It’s an AMG, so “less power” is a relative term: go for the top-of-the-range EQE 53 4Matic+ with optional Dynamic Plus package and you will have a mighty 687PS (505kW) under your right foot. Deploying all 1000Nm of torque from standstill in Race Start mode is sure to be a test for even the strongest neck muscles: Mercedes quotes just 3.3 seconds for 0-62mph, along with a top speed in this spec of 155mph. The electric AMG S-class equivalent might have another 55PS but it is no quicker.

As well as the top EQE 53 there is a less hot 43 (476PS, 350kW, 0-62mph in 4.2 seconds and top whack of 130mph) but don’t expect a flagship 63 version; AMG’s top badge is likely to be reserved for standalone AMG models like the current GT 63S hybrid which with its 843PS (629kW), 0-62 time of 2.9 seconds and 196mph top speed remains AMG’s top performance model. AMG is promising its own standalone all-electric models using the brand’s new EA platform in the “not too distant” future.

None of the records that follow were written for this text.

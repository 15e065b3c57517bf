//! The stage director: one owner for the world and every subsystem.
//!
//! Nothing here reads ambient state; the director holds the [`World`], the
//! interpreter, and the systems, and passes `&mut` down in a fixed order
//! each step. That order is the determinism contract: identical staged
//! inputs over identical steps produce identical worlds.

use harrow_core::{
    CombatState, EngineConfig, EntityId, ExpiredWindows, FrameInput, Interpreter, PlayerSystem,
    ScriptAction, TriggerSystem, World,
};
use tracing::debug;

use crate::clock::Step;

/// Owns the simulation and implements the clock's host trait.
///
/// The embedding host stages input once per frame with
/// [`Director::stage_input`]; the clock then calls [`Step::simulate`] zero
/// or more times. Held movement applies to every step of the frame, while
/// an interact press latches until the first step consumes it, so presses
/// landing on a zero-step frame are not lost.
#[derive(Clone, Debug)]
pub struct Director {
    config: EngineConfig,
    world: World,
    /// Pristine copy of the starting world, for [`Director::reset`].
    seed: World,
    scripts: Interpreter,
    triggers: TriggerSystem,
    combat: CombatState,
    staged: FrameInput,
    expired: ExpiredWindows,
    alpha: f32,
}

impl Director {
    pub fn new(world: World, triggers: TriggerSystem, config: EngineConfig) -> Self {
        Self {
            scripts: Interpreter::new(config.clone()),
            seed: world.clone(),
            world,
            triggers,
            combat: CombatState::new(),
            config,
            staged: FrameInput::none(),
            expired: ExpiredWindows::default(),
            alpha: 0.0,
        }
    }

    /// Stages the host's input for the coming steps. Movement replaces the
    /// previous direction; an interact press is sticky until consumed.
    pub fn stage_input(&mut self, input: FrameInput) {
        self.staged.move_dir = input.move_dir;
        self.staged.interact |= input.interact;
    }

    /// Hands a script straight to the interpreter, for hosts that inject
    /// scripts outside the trigger path.
    pub fn submit(&mut self, actions: Vec<ScriptAction>, source: Option<EntityId>) {
        self.scripts.submit(&mut self.world, actions, source);
    }

    /// Defeat hook for the embedding game's combat resolution.
    pub fn defeat(&mut self, id: EntityId) {
        self.combat.defeat(&mut self.world, &mut self.scripts, id);
    }

    /// Rebuilds the world from its seed and forgets every transient:
    /// running script, trigger bookkeeping, combat timers, staged input.
    pub fn reset(&mut self) {
        debug!("director reset to seed world");
        self.world = self.seed.clone();
        self.scripts.reset();
        self.triggers.reset();
        self.combat.reset();
        self.staged = FrameInput::none();
        self.expired = ExpiredWindows::default();
        self.alpha = 0.0;
    }

    pub fn world(&self) -> &World {
        &self.world
    }

    pub fn world_mut(&mut self) -> &mut World {
        &mut self.world
    }

    pub fn scripts(&self) -> &Interpreter {
        &self.scripts
    }

    pub fn triggers(&self) -> &TriggerSystem {
        &self.triggers
    }

    pub fn combat(&self) -> &CombatState {
        &self.combat
    }

    pub fn combat_mut(&mut self) -> &mut CombatState {
        &mut self.combat
    }

    pub fn config(&self) -> &EngineConfig {
        &self.config
    }

    /// Combat windows that closed during the latest step.
    pub fn expired_windows(&self) -> &ExpiredWindows {
        &self.expired
    }

    /// The interpolation alpha from the latest render.
    pub fn alpha(&self) -> f32 {
        self.alpha
    }

    /// Copies the staged input for one step and consumes the press.
    fn take_step_input(&mut self) -> FrameInput {
        let input = self.staged;
        self.staged.interact = false;
        input
    }
}

impl Step for Director {
    /// One fixed step, in the contract order: script waits first, then
    /// player movement, triggers, combat timers, camera, dialog.
    fn simulate(&mut self, dt: f32) {
        let input = self.take_step_input();

        self.scripts.advance(&mut self.world, dt);
        PlayerSystem::update(&mut self.world, input, &self.config, dt);
        self.triggers
            .update(&mut self.world, &mut self.scripts, input, dt);
        self.expired = self.combat.update(dt);

        let player = self.world.player.position;
        self.world.camera.update(dt, player);
        if self.world.dialog.update(dt) {
            debug!("dialog timed out");
        }
    }

    fn render(&mut self, alpha: f32) {
        self.alpha = alpha;
    }
}

#[cfg(test)]
mod tests {
    use harrow_core::{Activation, Rect, TriggerDef, Vec2};

    use super::*;

    const DT: f32 = 0.25;

    fn plate() -> TriggerDef {
        TriggerDef {
            id: "plate".to_string(),
            region: Rect::new(0.0, 0.0, 16.0, 16.0),
            activation: Activation::Interact,
            once: false,
            cooldown: 0.0,
            script: vec![ScriptAction::SetFlag {
                flag: "pressed".to_string(),
                value: true,
            }],
            source: None,
        }
    }

    fn director() -> Director {
        let mut world = World::new();
        world.player.position = Vec2::new(8.0, 8.0);
        Director::new(
            world,
            TriggerSystem::new(vec![plate()]),
            EngineConfig::default(),
        )
    }

    #[test]
    fn interact_press_latches_across_zero_step_frames() {
        let mut director = director();

        // The press arrives, but no step runs this frame.
        director.stage_input(FrameInput::pressing_interact());
        assert!(!director.world().game.flag_or("pressed", false));

        // The next frame's first step consumes it.
        director.simulate(DT);
        assert!(director.world().game.flag_or("pressed", false));
    }

    #[test]
    fn interact_press_fires_only_one_step() {
        let mut director = director();
        director.stage_input(FrameInput::pressing_interact());

        director.simulate(DT);
        director.world_mut().game.set_flag("pressed", false);

        // Consumed; holding nothing, later steps see no press.
        director.simulate(DT);
        assert!(!director.world().game.flag_or("pressed", false));
    }

    #[test]
    fn held_movement_applies_every_step() {
        let mut director = director();
        let speed = director.config().player_speed;
        director.stage_input(FrameInput::moving(Vec2::new(1.0, 0.0)));

        director.simulate(DT);
        director.simulate(DT);
        let expected = 8.0 + speed * DT * 2.0;
        assert!((director.world().player.position.x - expected).abs() < 1e-4);
    }

    #[test]
    fn script_wait_gates_movement_until_it_finishes() {
        let mut director = director();
        director.submit(
            vec![
                ScriptAction::LockInput,
                ScriptAction::Wait { seconds: DT },
                ScriptAction::UnlockInput,
            ],
            None,
        );
        director.stage_input(FrameInput::moving(Vec2::new(1.0, 0.0)));

        // The wait expires at the top of this step, draining unlock_input
        // before the player system looks at the gate.
        director.simulate(DT);
        assert!(!director.scripts().running());
        assert!(director.world().player.position.x > 8.0);
    }

    #[test]
    fn reset_restores_the_seed_world() {
        let mut director = director();
        director.submit(
            vec![ScriptAction::Wait { seconds: 100.0 }],
            None,
        );
        director.stage_input(FrameInput::moving(Vec2::new(1.0, 0.0)));
        director.simulate(DT);

        director.reset();
        assert_eq!(director.world().player.position, Vec2::new(8.0, 8.0));
        assert!(!director.scripts().running());
        assert_eq!(director.alpha(), 0.0);
    }

    #[test]
    fn identical_inputs_replay_to_identical_worlds() {
        let mut a = director();
        let mut b = a.clone();

        for step in 0..120 {
            let input = if step % 7 == 0 {
                FrameInput::pressing_interact()
            } else {
                FrameInput::moving(Vec2::new(0.6, -0.8))
            };
            a.stage_input(input);
            a.simulate(DT);
            b.stage_input(input);
            b.simulate(DT);
        }
        assert_eq!(a.world(), b.world());
    }
}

An all-electric 63 will doubtless one day match the hybrid for performance, but today with the EQE the need to balance performance with range is the imperative. Like others in the EQE range, the AMG duo get 90kWh batteries which on provisional figures should be good for a minimum of 286 miles in the EQE – 43 or 10 miles less in the more powerful 53. You might need to leave it in Comfort drive mode (which dials the power back to 80 per cent) rather than Sport+ to get that range though.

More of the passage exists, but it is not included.